One of the virtues of the trnL intron, and of group I introns in general, is its mosaic structure of conserved elements (Internal guide sequence, P, Q, R, and S) and common secondary structure elements, which are essential for correct splicing (Cech 1990), and less constrained regions of variable size interspersed between P, Q, R, and S (e.g., Cech et al. 1994). Group I introns undergo splicing via a two-step transesterification reaction, which requires, among others, two highly conserved elements, a U preceding the 5′ splice site as well as a G preceding the 3′ splice site (Cech 1990). In contrast to the tRNALeu group I intron of cyanobacteria, which readily undergoes auto excision (Zaug et al. 1993), self-splicing activity has so far not been reported of plastid trnL introns in land plants, nor of plastid introns in general, with the exception of Chlorokybus (Simon et al. 2003). It has therefore been argued that plastid group I introns depend on splicing factors interacting with the RNA and facilitating secondary and perhaps tertiary structure formation (e.g., Simon et al. 2003). The lack of self-splicing activity may have led to a relaxation of constraints on intron sequence divergence, thus resulting in higher sequence divergence rates of plastid introns compared to cyanobacteria (Besendahl et al. 2000).

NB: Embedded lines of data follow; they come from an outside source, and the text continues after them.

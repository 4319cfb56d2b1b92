//! Impls - concrete strategies behind the [`ports`](crate::ports).

pub mod backoff;

pub use self::backoff::{ConstantBackoff, ExponentialBackoff, ZeroBackoff};
//! Domain model (task IDs, execution context, failure records).

pub mod context;
pub mod ids;
pub mod task_error;

pub use self::context::{Context, ContextError};
pub use self::ids::TaskId;
pub use self::task_error::TaskError;
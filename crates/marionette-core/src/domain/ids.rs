//! Task identifiers.
//!
//! Handlers are identified by a ULID:
//! - sortable by creation time (the timestamp is the leading 48 bits)
//! - generated without coordination
//! - 128-bit, same size as a UUID

use serde::{Deserialize, Serialize};
use std::fmt;
use ulid::Ulid;

/// Identity of a wrapped task, assigned once when the task is wrapped and kept
/// across every retry.
#[repr(transparent)]
#[derive(Debug, Clone, Copy, PartialEq, Eq, Hash, PartialOrd, Ord, Serialize, Deserialize)]
pub struct TaskId(Ulid);

impl TaskId {
    pub fn from_ulid(ulid: Ulid) -> Self {
        Self(ulid)
    }

    pub fn as_ulid(&self) -> Ulid {
        self.0
    }

    /// Milliseconds since the Unix epoch encoded in the identifier.
    pub fn timestamp_ms(&self) -> u64 {
        self.0.timestamp_ms()
    }
}

impl From<Ulid> for TaskId {
    fn from(ulid: Ulid) -> Self {
        Self::from_ulid(ulid)
    }
}

impl fmt::Display for TaskId {
    fn fmt(&self, f: &mut fmt::Formatter<'_>) -> fmt::Result {
        write!(f, "task-{}", self.0)
    }
}
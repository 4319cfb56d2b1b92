//! Scheduler - releases deferred items once they are due.
//!
//! The scheduler owns a [`Futures`] heap and a single background loop:
//! 1. pop every future that is due and forward its item to the output channel
//! 2. sleep until the earliest pending future is due, or until an insertion
//!    produces a new earliest future
//! 3. with nothing pending, wait for an insertion
//!
//! Stopping the scheduler discards whatever is still pending.

mod future;

pub use self::future::{Future, Futures};

use std::sync::{Arc, Weak};
use std::time::Duration;

use chrono::{DateTime, Utc};
use tokio::sync::{Mutex, Notify, mpsc};
use tokio::task::JoinHandle;
use tokio_util::sync::CancellationToken;
use tracing::{debug, error, warn};

use crate::error::MarionetteError;

struct SchedulerState<T> {
    futures: Futures<T>,
    running: bool,
    stop: Option<CancellationToken>,
    handle: Option<JoinHandle<()>>,
}

struct Shared<T> {
    state: Mutex<SchedulerState<T>>,
    wake: Notify,
    out: mpsc::Sender<T>,
    closed: CancellationToken,
}

/// Handle to a scheduler. Clones share the same heap and loop.
pub struct Scheduler<T> {
    shared: Arc<Shared<T>>,
}

/// Non-owning handle, for items that need to reschedule themselves without
/// keeping the scheduler alive.
pub struct WeakScheduler<T> {
    shared: Weak<Shared<T>>,
}

impl<T> Clone for Scheduler<T> {
    fn clone(&self) -> Self {
        Self {
            shared: Arc::clone(&self.shared),
        }
    }
}

impl<T> Clone for WeakScheduler<T> {
    fn clone(&self) -> Self {
        Self {
            shared: Weak::clone(&self.shared),
        }
    }
}

impl<T> WeakScheduler<T> {
    pub fn upgrade(&self) -> Option<Scheduler<T>> {
        self.shared.upgrade().map(|shared| Scheduler { shared })
    }
}

impl<T: Send + 'static> Scheduler<T> {
    /// Create a stopped scheduler forwarding due items to `out`.
    pub fn new(out: mpsc::Sender<T>) -> Self {
        Self {
            shared: Arc::new(Shared {
                state: Mutex::new(SchedulerState {
                    futures: Futures::new(),
                    running: false,
                    stop: None,
                    handle: None,
                }),
                wake: Notify::new(),
                out,
                closed: CancellationToken::new(),
            }),
        }
    }

    pub fn downgrade(&self) -> WeakScheduler<T> {
        WeakScheduler {
            shared: Arc::downgrade(&self.shared),
        }
    }

    /// Start the background loop (no-op if already running).
    pub async fn start(&self) {
        let mut state = self.shared.state.lock().await;
        if state.running {
            return;
        }

        let stop = self.shared.closed.child_token();
        state.running = true;
        state.stop = Some(stop.clone());
        state.handle = Some(tokio::spawn(run(Arc::clone(&self.shared), stop)));
    }

    /// Stop the background loop and discard pending futures (no-op if stopped).
    /// Waits for the loop to exit.
    pub async fn stop(&self) {
        let handle = {
            let mut state = self.shared.state.lock().await;
            if !state.running {
                return;
            }

            state.running = false;
            if let Some(stop) = state.stop.take() {
                stop.cancel();
            }

            let discarded = state.futures.clear();
            state.futures.resize();
            if discarded > 0 {
                warn!(discarded, "scheduler stopped with pending futures");
            }

            state.handle.take()
        };

        if let Some(handle) = handle
            && let Err(err) = handle.await
        {
            error!(error = %err, "scheduler loop exited abnormally");
        }
    }

    /// Stop the background loop for good, without waiting for it.
    ///
    /// For owners that cannot await [`Scheduler::stop`], e.g. on drop. A closed
    /// scheduler never runs again; pending futures are dropped with it.
    pub fn close(&self) {
        self.shared.closed.cancel();
    }

    pub async fn is_running(&self) -> bool {
        self.shared.state.lock().await.running
    }

    /// Number of pending futures.
    pub async fn len(&self) -> usize {
        self.shared.state.lock().await.futures.len()
    }

    pub async fn is_empty(&self) -> bool {
        self.len().await == 0
    }

    /// Schedule `item` to be released `delay` from now. A zero delay is due on the
    /// next iteration of the loop.
    pub async fn delay(&self, delay: Duration, item: T) -> Result<(), MarionetteError> {
        let now = Utc::now();
        let at = chrono::Duration::from_std(delay)
            .ok()
            .and_then(|delay| now.checked_add_signed(delay))
            .unwrap_or(DateTime::<Utc>::MAX_UTC);

        self.schedule(at, item).await
    }

    /// Schedule `item` to be released at `at`. Fails with
    /// [`MarionetteError::Unschedulable`] for the zero timestamp.
    pub async fn schedule(&self, at: DateTime<Utc>, item: T) -> Result<(), MarionetteError> {
        let future = Future::new(at, item);
        future.validate()?;

        let earliest = {
            let mut state = self.shared.state.lock().await;
            let earliest = state.futures.peek().is_none_or(|head| at < head.at());
            state.futures.insert(future);
            earliest
        };

        // The loop only needs waking when its current sleep would overshoot.
        if earliest {
            self.shared.wake.notify_one();
        }

        Ok(())
    }
}

async fn run<T: Send + 'static>(shared: Arc<Shared<T>>, stop: CancellationToken) {
    debug!("scheduler running");

    loop {
        let (due, next_wake) = {
            let mut state = shared.state.lock().await;
            let due = state.futures.pop_due(Utc::now());
            if !due.is_empty() {
                state.futures.resize();
            }
            (due, state.futures.peek().map(|future| future.at()))
        };

        for item in due {
            tokio::select! {
                _ = stop.cancelled() => return,
                sent = shared.out.send(item) => {
                    if sent.is_err() {
                        warn!("scheduler output channel closed");
                        shared.state.lock().await.running = false;
                        return;
                    }
                }
            }
        }

        match next_wake {
            Some(at) => {
                let wait = (at - Utc::now()).to_std().unwrap_or(Duration::ZERO);
                tokio::select! {
                    _ = stop.cancelled() => break,
                    _ = shared.wake.notified() => {},
                    _ = tokio::time::sleep(wait) => {},
                }
            }
            None => {
                tokio::select! {
                    _ = stop.cancelled() => break,
                    _ = shared.wake.notified() => {},
                }
            }
        }
    }

    debug!("scheduler stopped");
}
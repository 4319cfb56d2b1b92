//! TaskManager - fixed worker pool with a bounded admission queue.
//!
//! # Flow
//! 1. `queue` wraps the task and sends it on the admission channel (blocks while
//!    the channel is full)
//! 2. `delay` / `schedule` wrap the task and hand it to the scheduler, which
//!    sends it on the admission channel once due
//! 3. the dispatch loop forwards admitted handlers to the worker channel
//! 4. workers execute handlers one at a time; failed handlers go back to the
//!    scheduler until their retries are exhausted
//!
//! Stopping drops futures still waiting in the scheduler. Handlers that were
//! already admitted run to completion before `stop` returns.

use std::sync::Arc;
use std::time::Duration;

use chrono::{DateTime, Utc};
use tokio::sync::{Mutex, RwLock, mpsc};
use tokio::task::JoinHandle;
use tokio_util::sync::CancellationToken;
use tracing::{error, info, warn};

use super::worker_loop::WorkerGroup;
use crate::config::Config;
use crate::error::{ConfigError, MarionetteError};
use crate::ports::{IdGenerator, SystemClock, UlidGenerator};
use crate::scheduler::Scheduler;
use crate::task::{Submission, TaskHandler, TaskOptions};

#[derive(Default)]
struct ManagerState {
    running: bool,
    stop: Option<CancellationToken>,
    dispatch: Option<JoinHandle<()>>,
    queue: Option<mpsc::WeakSender<TaskHandler>>,
}

pub struct TaskManager {
    conf: Config,
    scheduler: Scheduler<TaskHandler>,
    ids: Arc<dyn IdGenerator>,
    add: mpsc::Sender<TaskHandler>,
    admitted: Arc<Mutex<mpsc::Receiver<TaskHandler>>>,
    state: RwLock<ManagerState>,
}

impl TaskManager {
    /// Create a stopped task manager.
    ///
    /// An all-zero config is replaced by the defaults; any other config must be
    /// valid.
    pub fn new(conf: Config) -> Result<Self, ConfigError> {
        Self::with_id_generator(conf, Arc::new(UlidGenerator::new(SystemClock)))
    }

    pub fn with_id_generator(
        conf: Config,
        ids: Arc<dyn IdGenerator>,
    ) -> Result<Self, ConfigError> {
        let conf = conf.or_defaults();
        conf.validate()?;

        // tokio channels need room for at least one item
        let (add, admitted) = mpsc::channel(conf.queue_size.max(1));

        Ok(Self {
            scheduler: Scheduler::new(add.clone()),
            conf,
            ids,
            add,
            admitted: Arc::new(Mutex::new(admitted)),
            state: RwLock::new(ManagerState::default()),
        })
    }

    pub fn config(&self) -> &Config {
        &self.conf
    }

    /// Wrap a task into a handler with the given options.
    ///
    /// A submission that already is a handler is returned unchanged and `opts`
    /// is ignored.
    pub fn wrap_task(&self, task: impl Into<Submission>, opts: TaskOptions) -> TaskHandler {
        match task.into() {
            Submission::Handler(handler) => handler,
            Submission::Task(task) => TaskHandler::new(
                self.ids.generate_task_id(),
                self.scheduler.downgrade(),
                task,
                opts,
            ),
        }
    }

    /// Queue a task to run as soon as a worker is available.
    pub async fn queue(&self, task: impl Into<Submission>) -> Result<(), MarionetteError> {
        self.queue_with(task, TaskOptions::default()).await
    }

    /// Queue a task with options. Blocks while the queue is full.
    pub async fn queue_with(
        &self,
        task: impl Into<Submission>,
        opts: TaskOptions,
    ) -> Result<(), MarionetteError> {
        let handler = self.wrap_task(task, opts);

        let state = self.state.read().await;
        if !state.running {
            warn!(
                service = %self.conf.service_name,
                error = %MarionetteError::Stopped,
                "task manager stopped"
            );
            return Err(MarionetteError::Stopped);
        }

        // the receiver is owned by self, so the channel cannot be closed here
        self.add
            .send(handler)
            .await
            .map_err(|_| MarionetteError::Stopped)
    }

    /// Run a task `delay` from now.
    pub async fn delay(
        &self,
        delay: Duration,
        task: impl Into<Submission>,
    ) -> Result<(), MarionetteError> {
        self.delay_with(delay, task, TaskOptions::default()).await
    }

    pub async fn delay_with(
        &self,
        delay: Duration,
        task: impl Into<Submission>,
        opts: TaskOptions,
    ) -> Result<(), MarionetteError> {
        self.scheduler.delay(delay, self.wrap_task(task, opts)).await
    }

    /// Run a task at `at`.
    pub async fn schedule(
        &self,
        at: DateTime<Utc>,
        task: impl Into<Submission>,
    ) -> Result<(), MarionetteError> {
        self.schedule_with(at, task, TaskOptions::default()).await
    }

    pub async fn schedule_with(
        &self,
        at: DateTime<Utc>,
        task: impl Into<Submission>,
        opts: TaskOptions,
    ) -> Result<(), MarionetteError> {
        self.scheduler.schedule(at, self.wrap_task(task, opts)).await
    }

    /// Start the scheduler and the workers (no-op if already running).
    pub async fn start(&self) {
        let mut state = self.state.write().await;

        self.scheduler.start().await;

        if state.running {
            return;
        }

        let (queue_tx, queue_rx) = mpsc::channel(self.conf.queue_size.max(1));
        let stop = CancellationToken::new();

        state.queue = Some(queue_tx.downgrade());
        state.stop = Some(stop.clone());
        state.dispatch = Some(tokio::spawn(dispatch(
            self.conf.clone(),
            Arc::clone(&self.admitted),
            queue_tx,
            queue_rx,
            stop,
        )));
        state.running = true;
    }

    /// Stop the scheduler and the workers (no-op if not running).
    ///
    /// Blocks until every admitted task has completed; futures still pending in
    /// the scheduler are dropped.
    pub async fn stop(&self) {
        let mut state = self.state.write().await;

        self.scheduler.stop().await;

        if !state.running {
            return;
        }

        state.running = false;
        let stop = state.stop.take();
        let dispatch = state.dispatch.take();
        drop(state);

        if let Some(stop) = stop {
            stop.cancel();
        }

        if let Some(dispatch) = dispatch
            && let Err(err) = dispatch.await
        {
            error!(error = %err, "task manager dispatch loop exited abnormally");
        }
    }

    pub async fn is_running(&self) -> bool {
        self.state.read().await.running
    }

    /// Number of handlers waiting for a free worker.
    pub async fn queue_len(&self) -> usize {
        let state = self.state.read().await;
        state
            .queue
            .as_ref()
            .and_then(mpsc::WeakSender::upgrade)
            .map(|queue| queue.max_capacity() - queue.capacity())
            .unwrap_or(0)
    }

    /// Number of handlers waiting in the scheduler (delayed, scheduled or
    /// backing off before a retry).
    pub async fn scheduled_len(&self) -> usize {
        self.scheduler.len().await
    }
}

/// Dropping a running manager signals its loops to exit without waiting for
/// them: handlers already admitted still run, scheduled futures are dropped.
/// Call [`TaskManager::stop`] to wait for in-flight tasks.
impl Drop for TaskManager {
    fn drop(&mut self) {
        self.scheduler.close();

        let state = self.state.get_mut();
        if let Some(stop) = state.stop.take() {
            stop.cancel();
        }
    }
}

async fn dispatch(
    conf: Config,
    admitted: Arc<Mutex<mpsc::Receiver<TaskHandler>>>,
    queue: mpsc::Sender<TaskHandler>,
    queue_rx: mpsc::Receiver<TaskHandler>,
    stop: CancellationToken,
) {
    info!(service = %conf.service_name, workers = conf.workers, "task manager running");

    let workers = WorkerGroup::spawn(conf.workers, queue_rx, &conf.service_name);
    let mut admitted = admitted.lock().await;

    loop {
        tokio::select! {
            biased;
            _ = stop.cancelled() => break,
            handler = admitted.recv() => {
                let Some(handler) = handler else { break };
                if queue.send(handler).await.is_err() {
                    error!(service = %conf.service_name, "worker channel closed");
                    break;
                }
            }
        }
    }

    // handlers accepted by `queue` before the stop signal still run
    while let Ok(handler) = admitted.try_recv() {
        if queue.send(handler).await.is_err() {
            break;
        }
    }

    drop(admitted);
    drop(queue);
    workers.join().await;

    info!(service = %conf.service_name, "task manager stopped");
}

In spite of their extensive use in taxonomy and DNA bar-coding of land plants (Stech et al. 2003; Taberlet et al. 2007), little is known about molecular evolution of the trnL intron and trnL-F spacer in Taxaceae and Cephalotaxaceae. The current sequence data of Taxaceae and Cephalotaxaceae are too limited to characterize the region in detail and to analyze mutation patterns in combination with secondary structure information, and no comparative analysis of the sequences has been performed so far. Therefore we present an overview of the complex molecular evolution of the trnL intron and the trnL-F spacer based on newly amplified and GenBank sequences from all taxa of Taxaceae and Cephalotaxaceae, including analyses of lengths and GC contents, sequence similarities, and evolutionary relationships of the trnL-F region of all species.

Materials and Methods

The samples, voucher information, and GenBank accession numbers obtained in this study are listed in a supplementary table, available online. Genomic DNA was extracted using a Universal Genomic DNA Extraction Kit (Takara, Dalian, China).

A 50 μl PCR reaction mix consisted of 5 μl of 10× reaction buffer, 4 μl each 2.5 mM dNTP stock, 2.5 μl of 10 μM forward and reverse primers (synthesized by Takara, Dalian, China), 0.5 μl bovine serum albumin (10 mg/ml), and 1.5 U Ex Taq polymerase (Takara, Dalian, China). Approximately 50 ng genomic DNA was used as a template for the reaction. The reaction mixture was placed in a Takara PCR Thermal Cycler Dice (Takara, Japan). The primers used for amplification of trnL UAA -trnL UAA -trnF GAA (B49317: 5′-CGAAATCGGTAGACGCTACG and A50272: 5′-ATTTGAACTGGTGACACGAG) and the cycling (38 cycles) conditions were described previously (Taberlet et al. 1991). DNAs were purified using Agarose Gel DNA Purification Kit (Takara).

All PCR products were subcloned into a TA cloning vector pMD19-T (Takara). The plasmids were purified for sequencing. ABI Prism, BigDye Terminator, and cycle Sequencing Ready Reaction Kit (Applied Biosystems, Foster City, CA) were used for the sequencing reaction with RV-M and M13-47 primers. The sequences were detected using an ABI Prism 377 Genetic Analyzer (Applied Biosystems). Two PCR products from one sample were sequenced twice in both directions.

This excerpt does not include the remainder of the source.